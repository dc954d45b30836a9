//! List logged activities.

use std::io::Write;

use anyhow::{Context, Result};
use chrono::{DateTime, Local};

use bt_core::DayKey;
use bt_db::Database;

use crate::cli::LogArgs;
use crate::commands::util::{activity_line, parse_day};

pub fn run<W: Write>(
    writer: &mut W,
    db: &Database,
    args: &LogArgs,
    now: DateTime<Local>,
) -> Result<()> {
    let tracker = db
        .load_tracker(now)
        .context("failed to load tracker state")?;

    if tracker.activities().is_empty() {
        writeln!(writer, "No activities logged.")?;
        return Ok(());
    }

    if args.all {
        // the list is sorted newest first; emit a day header on each change
        let mut last: Option<DayKey> = None;
        for activity in tracker.activities() {
            let day = DayKey::of(activity.start_time);
            if last != Some(day) {
                writeln!(writer, "{day}")?;
                last = Some(day);
            }
            writeln!(writer, "  {}", activity_line(activity, now))?;
        }
        return Ok(());
    }

    let day = match &args.day {
        Some(raw) => parse_day(raw)?,
        None => DayKey::of(now),
    };
    writeln!(writer, "{day}")?;
    let mut any = false;
    for activity in tracker
        .activities()
        .iter()
        .filter(|a| DayKey::of(a.start_time) == day)
    {
        writeln!(writer, "  {}", activity_line(activity, now))?;
        any = true;
    }
    if !any {
        writeln!(writer, "  (no activities)")?;
    }
    Ok(())
}

#[cfg(test)]
mod tests {
    use chrono::TimeZone;

    use bt_core::{ActivityKind, DiaperKind, FeedingSide, Subtype, Tracker};

    use super::*;

    fn at(day: u32, h: u32, m: u32) -> DateTime<Local> {
        Local.with_ymd_and_hms(2026, 8, day, h, m, 0).unwrap()
    }

    fn seeded_database() -> Database {
        let mut db = Database::open_in_memory().unwrap();
        let mut tracker = Tracker::new();
        tracker.quick_add_at(
            ActivityKind::Diaper,
            Some(Subtype::Diaper(DiaperKind::Pee)),
            at(4, 21, 0),
        );
        tracker.start_at(
            ActivityKind::Feeding,
            Some(Subtype::Feeding(FeedingSide::Left)),
            at(5, 8, 30),
        );
        tracker.stop_at(at(5, 8, 45));
        db.save_tracker(&tracker, at(5, 9, 0)).unwrap();
        db
    }

    #[test]
    fn log_defaults_to_the_current_day() {
        let db = seeded_database();
        let mut output = Vec::new();
        let args = LogArgs {
            day: None,
            all: false,
        };
        run(&mut output, &db, &args, at(5, 9, 0)).unwrap();

        let output = String::from_utf8(output).unwrap();
        assert!(output.starts_with("2026-08-05"));
        assert!(output.contains("Feeding (left)"));
        assert!(!output.contains("Diaper"));
    }

    #[test]
    fn log_all_groups_by_day() {
        let db = seeded_database();
        let mut output = Vec::new();
        let args = LogArgs {
            day: None,
            all: true,
        };
        run(&mut output, &db, &args, at(5, 9, 0)).unwrap();

        let output = String::from_utf8(output).unwrap();
        assert!(output.contains("2026-08-05"));
        assert!(output.contains("2026-08-04"));
        let pos_new = output.find("2026-08-05").unwrap();
        let pos_old = output.find("2026-08-04").unwrap();
        assert!(pos_new < pos_old, "newest day prints first");
    }

    #[test]
    fn log_reports_empty_days() {
        let db = seeded_database();
        let mut output = Vec::new();
        let args = LogArgs {
            day: Some("2026-01-01".to_string()),
            all: false,
        };
        run(&mut output, &db, &args, at(5, 9, 0)).unwrap();

        let output = String::from_utf8(output).unwrap();
        assert!(output.contains("(no activities)"));
    }
}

TRY IT: An unaltered copy of the listing above must form the answer.

EXERCISE ANSWER:
repository dc954d45b30836a9
//! List logged activities.

use std::io::Write;

use anyhow::{Context, Result};
use chrono::{DateTime, Local};

use bt_core::DayKey;
use bt_db::Database;

use crate::cli::LogArgs;
use crate::commands::util::{activity_line, parse_day};

pub fn run<W: Write>(
    writer: &mut W,
    db: &Database,
    args: &LogArgs,
    now: DateTime<Local>,
) -> Result<()> {
    let tracker = db
        .load_tracker(now)
        .context("failed to load tracker state")?;

    if tracker.activities().is_empty() {
        writeln!(writer, "No activities logged.")?;
        return Ok(());
    }

    if args.all {
        // the list is sorted newest first; emit a day header on each change
        let mut last: Option<DayKey> = None;
        for activity in tracker.activities() {
            let day = DayKey::of(activity.start_time);
            if last != Some(day) {
                writeln!(writer, "{day}")?;
                last = Some(day);
            }
            writeln!(writer, "  {}", activity_line(activity, now))?;
        }
        return Ok(());
    }

    let day = match &args.day {
        Some(raw) => parse_day(raw)?,
        None => DayKey::of(now),
    };
    writeln!(writer, "{day}")?;
    let mut any = false;
    for activity in tracker
        .activities()
        .iter()
        .filter(|a| DayKey::of(a.start_time) == day)
    {
        writeln!(writer, "  {}", activity_line(activity, now))?;
        any = true;
    }
    if !any {
        writeln!(writer, "  (no activities)")?;
    }
    Ok(())
}

#[cfg(test)]
mod tests {
    use chrono::TimeZone;

    use bt_core::{ActivityKind, DiaperKind, FeedingSide, Subtype, Tracker};

    use super::*;

    fn at(day: u32, h: u32, m: u32) -> DateTime<Local> {
        Local.with_ymd_and_hms(2026, 8, day, h, m, 0).unwrap()
    }

    fn seeded_database() -> Database {
        let mut db = Database::open_in_memory().unwrap();
        let mut tracker = Tracker::new();
        tracker.quick_add_at(
            ActivityKind::Diaper,
            Some(Subtype::Diaper(DiaperKind::Pee)),
            at(4, 21, 0),
        );
        tracker.start_at(
            ActivityKind::Feeding,
            Some(Subtype::Feeding(FeedingSide::Left)),
            at(5, 8, 30),
        );
        tracker.stop_at(at(5, 8, 45));
        db.save_tracker(&tracker, at(5, 9, 0)).unwrap();
        db
    }

    #[test]
    fn log_defaults_to_the_current_day() {
        let db = seeded_database();
        let mut output = Vec::new();
        let args = LogArgs {
            day: None,
            all: false,
        };
        run(&mut output, &db, &args, at(5, 9, 0)).unwrap();

        let output = String::from_utf8(output).unwrap();
        assert!(output.starts_with("2026-08-05"));
        assert!(output.contains("Feeding (left)"));
        assert!(!output.contains("Diaper"));
    }

    #[test]
    fn log_all_groups_by_day() {
        let db = seeded_database();
        let mut output = Vec::new();
        let args = LogArgs {
            day: None,
            all: true,
        };
        run(&mut output, &db, &args, at(5, 9, 0)).unwrap();

        let output = String::from_utf8(output).unwrap();
        assert!(output.contains("2026-08-05"));
        assert!(output.contains("2026-08-04"));
        let pos_new = output.find("2026-08-05").unwrap();
        let pos_old = output.find("2026-08-04").unwrap();
        assert!(pos_new < pos_old, "newest day prints first");
    }

    #[test]
    fn log_reports_empty_days() {
        let db = seeded_database();
        let mut output = Vec::new();
        let args = LogArgs {
            day: Some("2026-01-01".to_string()),
            all: false,
        };
        run(&mut output, &db, &args, at(5, 9, 0)).unwrap();

        let output = String::from_utf8(output).unwrap();
        assert!(output.contains("(no activities)"));
    }
}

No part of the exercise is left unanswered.